Just wanted to echo dan's point.

Realize that unlike many other exercises you're working EVERYTHING when you do these. (Except your chest and thats probably debateable).

Everything about them is very neurologically taxing so you want to be sure to manage your volume. This is why you RARELY seen anyone do them for more than 3 reps (maybe 5-6 in a warmup).

Watch a lot of tape... I have a friend in england who competes. He other than finding a coach, watch tape...if i still have questions, it means i need to watch more tape.

Slow it down, reverse it, watch it again and again... understand every aspect of the movement.

Charles Staley wrote a great article w/ video and everything on the O-lifts so do a search for it.


#12

Like the others said always use good form and watch tape and read, read , read.
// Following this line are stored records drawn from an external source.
//! Deterministic release identity.
//!
//! A release is named after its app, the minute its build was produced, and
//! a short digest of the descriptor and configuration it was cut from. The
//! same inputs always give the same name, so re-running a reconcile never
//! creates a duplicate and any material change yields a new release.

use std::cmp::Ordering;

use chrono::{DateTime, Utc};
use serde::Serialize;
use sha2::{Digest, Sha256};

use flotilla_state::*;

use crate::error::RolloutResult;

/// Hex digits of the release digest kept in the name.
const NAME_DIGEST_LEN: usize = 5;

/// Descriptor fields that shape the running container. Scale, ingress and
/// deploy mode change how a release is run, not what it is.
#[derive(Serialize)]
struct FingerprintView<'a> {
    app: &'a str,
    target: &'a str,
    build: &'a str,
    runtime: &'a RuntimeSpec,
    configs: &'a [String],
}

fn sha256_hex(data: impl AsRef<[u8]>) -> String {
    hex::encode(Sha256::digest(data))
}

/// Digest of the container-shaping part of a descriptor.
pub fn target_fingerprint(spec: &AppTargetSpec) -> RolloutResult<String> {
    let view = FingerprintView {
        app: &spec.app,
        target: &spec.target,
        build: &spec.build,
        runtime: &spec.runtime,
        configs: &spec.configs,
    };
    Ok(sha256_hex(serde_json::to_vec(&view)?))
}

/// Digest combining the descriptor fingerprint with the config hash.
pub fn release_fingerprint(target_hash: &str, config_hash: Option<&str>) -> String {
    match config_hash {
        Some(config_hash) => sha256_hex(format!("{target_hash}-{config_hash}")),
        None => sha256_hex(target_hash),
    }
}

/// `{app}-{YYYYMMDD-HHMM}-{fingerprint[..5]}`, with the timestamp in UTC.
pub fn release_name(app: &str, build_created_at: u64, fingerprint: &str) -> String {
    let created = DateTime::<Utc>::from_timestamp(build_created_at as i64, 0).unwrap_or_default();
    let digest = fingerprint.get(..NAME_DIGEST_LEN).unwrap_or(fingerprint);
    format!("{app}-{}-{digest}", created.format("%Y%m%d-%H%M"))
}

/// Recency order: releases not yet persisted first, then by creation time,
/// newest first, with the name as a tie-breaker.
pub fn newest_first(a: &AppRelease, b: &AppRelease) -> Ordering {
    a.meta
        .is_persisted()
        .cmp(&b.meta.is_persisted())
        .then_with(|| b.meta.created_at.cmp(&a.meta.created_at))
        .then_with(|| b.meta.name.cmp(&a.meta.name))
}

pub fn sort_newest_first(releases: &mut [AppRelease]) {
    releases.sort_by(newest_first);
}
Just please dont be the guy at the gym doing split reverse curls and presses..PLEASE do not be that guy.
WIll42


#13

Search this site for articles by Christian Thibadeau. He also does primetimes here fairly often.


#14

To add to the solid observations made... keep your hands loose around the bar when driving up and attempt to catch and grasp the bar near the top of the press. At the top, push up against the bar to keep the bar high and your shoulder complex strong while supporting the bar...your ears should be between your arms at the top.

Good luck!


#15

To elaborate on Krollmonster's point about the importance of a solid rack:

The whole idea with the jerk is that you aren't pressing the bar over your head so much as you are pushing yourself down very quickly underneath the bar. The bar will rise some during the jerk, but not much.
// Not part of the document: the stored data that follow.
//! Release retention.

use std::time::Duration;

use tracing::info;

use flotilla_state::*;

use crate::error::RolloutResult;

/// Releases that are always kept, counted newest first.
pub const RELEASES_TO_KEEP: usize = 10;
/// Anything younger than this is kept regardless of rank.
pub const RELEASE_MIN_AGE: Duration = Duration::from_secs(48 * 60 * 60);

/// Releases past the retention window. `releases` must already be sorted
/// newest first. A release holding the active or target role is never
/// expired.
pub fn expired_releases(releases: &[AppRelease], now: u64) -> Vec<&AppRelease> {
    releases
        .iter()
        .skip(RELEASES_TO_KEEP)
        .filter(|r| r.meta.is_persisted())
        .filter(|r| !matches!(r.spec.role, ReleaseRole::Active | ReleaseRole::Target))
        .filter(|r| now.saturating_sub(r.meta.created_at) >= RELEASE_MIN_AGE.as_secs())
        .collect()
}

/// Delete expired releases. Returns how many were removed; ones already
/// gone are not counted.
pub fn collect_garbage(store: &ObjectStore, releases: &[AppRelease], now: u64) -> RolloutResult<usize> {
    let mut deleted = 0;
    for release in expired_releases(releases, now) {
        if store.delete::<AppReleaseSpec>(&release.meta.namespace, &release.meta.name)? {
            info!(release = %release.name(), created_at = release.meta.created_at, "deleted old release");
            deleted += 1;
        }
    }
    Ok(deleted)
}

#[cfg(test)]
mod tests {
    use super::*;
    use crate::naming::sort_newest_first;

    const NOW: u64 = 1_700_000_000;
    const HOUR: u64 = 60 * 60;

    fn release(i: u64, created_at: u64) -> AppRelease {
        let mut meta = ObjectMeta::new("prod", &format!("web-{i:02}"));
        meta.created_at = created_at;
        Object::new(
            meta,
            AppReleaseSpec {
                app: "web".to_string(),
                target: "prod".to_string(),
                build: format!("build-{i}"),
                config: String::new(),
                num_desired: 0,
                role: ReleaseRole::None,
                traffic_percentage: 0,
                runtime: RuntimeSpec::default(),
            },
        )
    }

    fn persisted(store: &ObjectStore, releases: Vec<AppRelease>) -> Vec<AppRelease> {
        let mut out: Vec<AppRelease> = releases
            .into_iter()
            .map(|r| store.create(r).unwrap())
            .collect();
        sort_newest_first(&mut out);
        out
    }

    #[test]
    fn old_releases_beyond_rank_are_deleted() {
        let store = ObjectStore::open_in_memory().unwrap();
        // 12 releases, one hour apart, all older than three days.
        let releases = persisted(
            &store,
            (0..12).map(|i| release(i, NOW - 72 * HOUR + i * HOUR)).collect(),
        );

        let deleted = collect_garbage(&store, &releases, NOW).unwrap();

        assert_eq!(deleted, 2);
        let remaining = store.list::<AppReleaseSpec>().unwrap();
        assert_eq!(remaining.len(), 10);
        assert!(store.get::<AppReleaseSpec>("prod", "web-00").unwrap().is_none());
        assert!(store.get::<AppReleaseSpec>("prod", "web-01").unwrap().is_none());
        assert!(store.get::<AppReleaseSpec>("prod", "web-02").unwrap().is_some());
    }

    #[test]
    fn recent_releases_survive_regardless_of_rank() {
        let store = ObjectStore::open_in_memory().unwrap();
        let releases = persisted(
            &store,
            (0..15).map(|i| release(i, NOW - 47 * HOUR + i * 60)).collect(),
        );

        assert!(expired_releases(&releases, NOW).is_empty());
        assert_eq!(collect_garbage(&store, &releases, NOW).unwrap(), 0);
        assert_eq!(store.list::<AppReleaseSpec>().unwrap().len(), 15);
    }

    #[test]
    fn serving_release_is_never_expired() {
        let mut releases: Vec<AppRelease> = (0..12)
            .map(|i| {
                let mut r = release(i, NOW - 100 * HOUR - i);
                r.meta.spec_version = 1;
                r
            })
            .collect();
        releases[11].spec.role = ReleaseRole::Active;
        releases[11].spec.traffic_percentage = 100;

        let expired: Vec<&str> = expired_releases(&releases, NOW).iter().map(|r| r.name()).collect();
        assert_eq!(expired, vec!["web-10"]);
    }

    #[test]
    fn top_ranked_releases_are_kept_even_when_old() {
        let releases: Vec<AppRelease> = (0..10)
            .map(|i| {
                let mut r = release(i, NOW - 500 * HOUR);
                r.meta.spec_version = 1;
                r
            })
            .collect();
        assert!(expired_releases(&releases, NOW).is_empty());
    }
}
//! flotillad: the Flotilla control plane daemon.
//!
//! Wires the object store, the deployment and release controllers, the
//! change-driven trigger loop and the horizontal scaler into one process.

pub mod config;
pub mod manager;

use flotilla_state::ObjectStore;
use tracing::info;

pub use config::{DaemonConfig, LogConfig, LogFormat, Overrides, StoreConfig};
pub use manager::{Manager, Triggers};

/// File name of the store inside the data directory.
pub const STORE_FILE: &str = "flotilla.redb";

/// Open the store described by `config`, creating the data directory if
/// needed.
pub fn open_store(config: &StoreConfig) -> anyhow::Result<ObjectStore> {
    if config.in_memory {
        info!("using in-memory object store");
        return Ok(ObjectStore::open_in_memory()?);
    }
    std::fs::create_dir_all(&config.data_dir)?;
    let path = config.data_dir.join(STORE_FILE);
    let store = ObjectStore::open(&path)?;
    info!(path = ?path, "object store opened");
    Ok(store)
}
use accounts::{registry, Account, AccountDirectory, CreateAccountController, GetAccountController};
use lambda_http_adapter::{
  AdaptedResponse, IncomingEvent, LambdaHttpAdapter, RequestContext, StatusCode,
};
use pretty_assertions::assert_eq;
use serde_json::json;

fn seeded_directory() -> AccountDirectory {
  AccountDirectory::seeded([Account {
    id: "abc123".to_string(),
    name: "Ada".to_string(),
    email: "ada@example.com".to_string(),
  }])
}

fn json_body(response: &AdaptedResponse) -> serde_json::Value {
  serde_json::from_str(
    response
      .body
      .as_deref()
      .unwrap_or_else(|| panic!("response has no body: {response:?}")),
  )
  .unwrap()
}

fn authorized(account_id: &str) -> RequestContext {
  RequestContext::jwt([("internalId", account_id), ("sub", "user-1")])
}

#[tokio::test]
async fn test_create_account() {
  let adapter = LambdaHttpAdapter::<CreateAccountController>::new(registry(seeded_directory()));

  // Success.
  {
    let response = adapter
      .handle(
        IncomingEvent::new()
          .with_body(r#"{"name": " Grace ", "email": "grace@example.com"}"#)
          .with_request_context(authorized("abc123")),
      )
      .await;

    assert_eq!(response.status_code, StatusCode::CREATED);
    assert_eq!(
      json_body(&response),
      json!({
        "id": "acct-1",
        "name": "Grace",
        "email": "grace@example.com",
      })
    );
  }

  // Every failed field is reported, in order.
  {
    let response = adapter
      .handle(IncomingEvent::new().with_body(r#"{"name": "", "email": "grace"}"#))
      .await;

    assert_eq!(response.status_code, StatusCode::BAD_REQUEST);
    assert_eq!(
      json_body(&response),
      json!({
        "error": {
          "code": "VALIDATION",
          "message": [
            { "field": "name", "error": "Required" },
            { "field": "email", "error": "Invalid email" },
          ],
        },
      })
    );
  }

  // Wrong JSON type.
  {
    let response = adapter
      .handle(IncomingEvent::new().with_body(r#"{"name": 7, "email": "grace@example.com"}"#))
      .await;

    assert_eq!(response.status_code, StatusCode::BAD_REQUEST);
    assert_eq!(json_body(&response)["error"]["message"][0]["field"], "name");
  }

  // Missing body.
  {
    let response = adapter.handle(IncomingEvent::new()).await;

    assert_eq!(response.status_code, StatusCode::BAD_REQUEST);
    assert_eq!(
      json_body(&response),
      json!({
        "error": {
          "code": "VALIDATION",
          "message": [{ "field": "", "error": "Required" }],
        },
      })
    );
  }

  // Malformed JSON.
  {
    let response = adapter
      .handle(IncomingEvent::new().with_body(r#"{"name": "#))
      .await;

    assert_eq!(response.status_code, StatusCode::BAD_REQUEST);
    assert_eq!(json_body(&response)["error"]["code"], "INVALID_BODY");
  }

  // Duplicate email.
  {
    let response = adapter
      .handle(IncomingEvent::new().with_body(r#"{"name": "Ada", "email": "ADA@example.com"}"#))
      .await;

    assert_eq!(response.status_code, StatusCode::CONFLICT);
    assert_eq!(
      json_body(&response),
      json!({
        "error": {
          "code": "CONFLICT",
          "message": "an account with email `ADA@example.com` already exists",
        },
      })
    );
  }
}

#[tokio::test]
async fn test_get_account() {
  let adapter = LambdaHttpAdapter::<GetAccountController>::new(registry(seeded_directory()));

  // Success.
  {
    let response = adapter
      .handle(
        IncomingEvent::new()
          .with_path_parameter("accountId", "abc123")
          .with_request_context(authorized("abc123")),
      )
      .await;

    assert_eq!(response.status_code, StatusCode::OK);
    assert_eq!(
      json_body(&response),
      json!({
        "id": "abc123",
        "name": "Ada",
        "email": "ada@example.com",
      })
    );
  }

  // The `me` alias resolves to the caller.
  {
    let response = adapter
      .handle(
        IncomingEvent::new()
          .with_path_parameter("accountId", "me")
          .with_request_context(authorized("abc123")),
      )
      .await;

    assert_eq!(response.status_code, StatusCode::OK);
    assert_eq!(json_body(&response)["id"], "abc123");
  }

  // Missing authorizer.
  {
    let response = adapter
      .handle(IncomingEvent::new().with_path_parameter("accountId", "abc123"))
      .await;

    assert_eq!(response.status_code, StatusCode::UNAUTHORIZED);
    assert_eq!(
      json_body(&response),
      json!({ "error": { "code": "UNAUTHORIZED", "message": "Missing account" } })
    );
  }

  // Another caller's account.
  {
    let response = adapter
      .handle(
        IncomingEvent::new()
          .with_path_parameter("accountId", "abc123")
          .with_request_context(authorized("xyz789")),
      )
      .await;

    assert_eq!(response.status_code, StatusCode::FORBIDDEN);
  }

  // Authorized caller whose account doesn't exist.
  {
    let response = adapter
      .handle(
        IncomingEvent::new()
          .with_path_parameter("accountId", "xyz789")
          .with_request_context(authorized("xyz789")),
      )
      .await;

    assert_eq!(response.status_code, StatusCode::NOT_FOUND);
    assert_eq!(
      json_body(&response),
      json!({ "error": { "code": "NOT_FOUND", "message": "Account `xyz789` not found" } })
    );
  }
}

#[tokio::test]
async fn test_create_then_get() {
  let registry = registry(AccountDirectory::new());
  let create = LambdaHttpAdapter::<CreateAccountController>::new(registry.clone());
  let get = LambdaHttpAdapter::<GetAccountController>::new(registry);

  let created = create
    .handle(IncomingEvent::new().with_body(r#"{"name": "Lin", "email": "lin@example.com"}"#))
    .await;
  assert_eq!(created.status_code, StatusCode::CREATED);
  let account_id = json_body(&created)["id"].as_str().unwrap().to_string();

  let fetched = get
    .handle(
      IncomingEvent::new()
        .with_path_parameter("accountId", account_id.as_str())
        .with_request_context(authorized(&account_id)),
    )
    .await;
  assert_eq!(fetched.status_code, StatusCode::OK);
  assert_eq!(json_body(&fetched), json_body(&created));
}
You dip down, then propel the bar upward, and ideally you lock your arms out under the bar at the exact moment that it has lost its upward momentum, when it is momentarily weightless, right before it would start coming back down. At that same instant, your feet hit the floor in the split position.

Now, about that rack. To achieve the upward momentum that will propel the bar, you must use your legs. If you are holding the bar in a military press position, then when you drive upward with your legs your arms and shoulders will absorb much of the power of that leg drive, so it will not transfer to the bar. On the other hand, if the bar is racked across your collar bone, there will be a more direct transfer of power from the legs to the bar.


#16

Actually, I'm partial to the snatch and power snatch. They were a lot easier (for me at least) to learn. And the loading possiblities aren't immediately as potentially dangerous with bars that don't rotate fluidly. Besides that, it builds a killer back and shoulders. Start learning with overhead squats.

I second the Weightlifting Encyclopedia. Good for every penny. Best book on weightlifting I've bought in a looong time.